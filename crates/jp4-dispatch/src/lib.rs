//! jp4-dispatch: remote command dispatch for the JP4Agent CLI.
//!
//! The shell talks to the agent through the [`Dispatch`] trait: one command
//! line in, one reply string (or a [`DispatchError`]) out. [`GrpcDispatcher`]
//! is the real transport, [`MockDispatcher`] stands in for it in tests, and
//! [`StubAgent`] is a minimal agent used as test infrastructure.

pub mod error;
pub mod grpc;
pub mod mock;
pub mod stub;

pub use error::{ConnectError, DispatchError, UNAVAILABLE_MESSAGE};
pub use grpc::{ChannelSettings, GrpcDispatcher, DEFAULT_AGENT_ADDRESS};
pub use mock::{MockDispatcher, MockResponse};
pub use stub::{StubAgent, StubReply};

/// Sends a validated command line to the remote agent.
///
/// Calls are synchronous from the caller's point of view and never overlap.
pub trait Dispatch {
    fn send(&mut self, command: &str) -> Result<String, DispatchError>;
}

impl<D: Dispatch + ?Sized> Dispatch for Box<D> {
    fn send(&mut self, command: &str) -> Result<String, DispatchError> {
        (**self).send(command)
    }
}

impl<D: Dispatch + ?Sized> Dispatch for &mut D {
    fn send(&mut self, command: &str) -> Result<String, DispatchError> {
        (**self).send(command)
    }
}
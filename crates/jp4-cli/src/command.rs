//! Classifies one line of operator input.

use crate::catalog::CommandCatalog;

/// Words that print the catalog.
pub const HELP_WORDS: &[&str] = &["help", "h", "?"];

/// Words that end the session.
pub const QUIT_WORDS: &[&str] = &["quit", "exit"];

/// Words the shell handles itself and never forwards to the agent.
pub fn reserved_words() -> impl Iterator<Item = &'static str> {
    HELP_WORDS.iter().chain(QUIT_WORDS).copied()
}

pub fn is_reserved(word: &str) -> bool {
    HELP_WORDS.contains(&word) || QUIT_WORDS.contains(&word)
}

/// What the shell should do with a line.
#[derive(Debug, Clone, PartialEq, Eq)]
pub enum Input {
    /// Blank or whitespace-only.
    Empty,
    /// `help`, `h` or `?`.
    Help,
    /// `quit` or `exit`.
    Quit,
    /// Verb not in the catalog.
    Invalid(String),
    /// A catalog verb; carries the full literal line.
    Dispatch(String),
}

impl Input {
    /// Classify `line` against `catalog`.
    ///
    /// Only the verb (first whitespace-delimited token) is inspected, and the
    /// match is exact and case-sensitive. Arguments are never parsed.
    pub fn classify(line: &str, catalog: &CommandCatalog) -> Self {
        let verb = match line.split_whitespace().next() {
            Some(verb) => verb,
            None => return Input::Empty,
        };

        if HELP_WORDS.contains(&verb) {
            Input::Help
        } else if QUIT_WORDS.contains(&verb) {
            Input::Quit
        } else if catalog.contains(verb) {
            Input::Dispatch(line.to_string())
        } else {
            Input::Invalid(verb.to_string())
        }
    }
}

+-------+

● **Your goal**: Every line with "StubAgent" in it should be copied from the entries above.

● **Result of the exercise**:
//! [`StubAgent`] is a minimal agent used as test infrastructure.
pub use stub::{StubAgent, StubReply};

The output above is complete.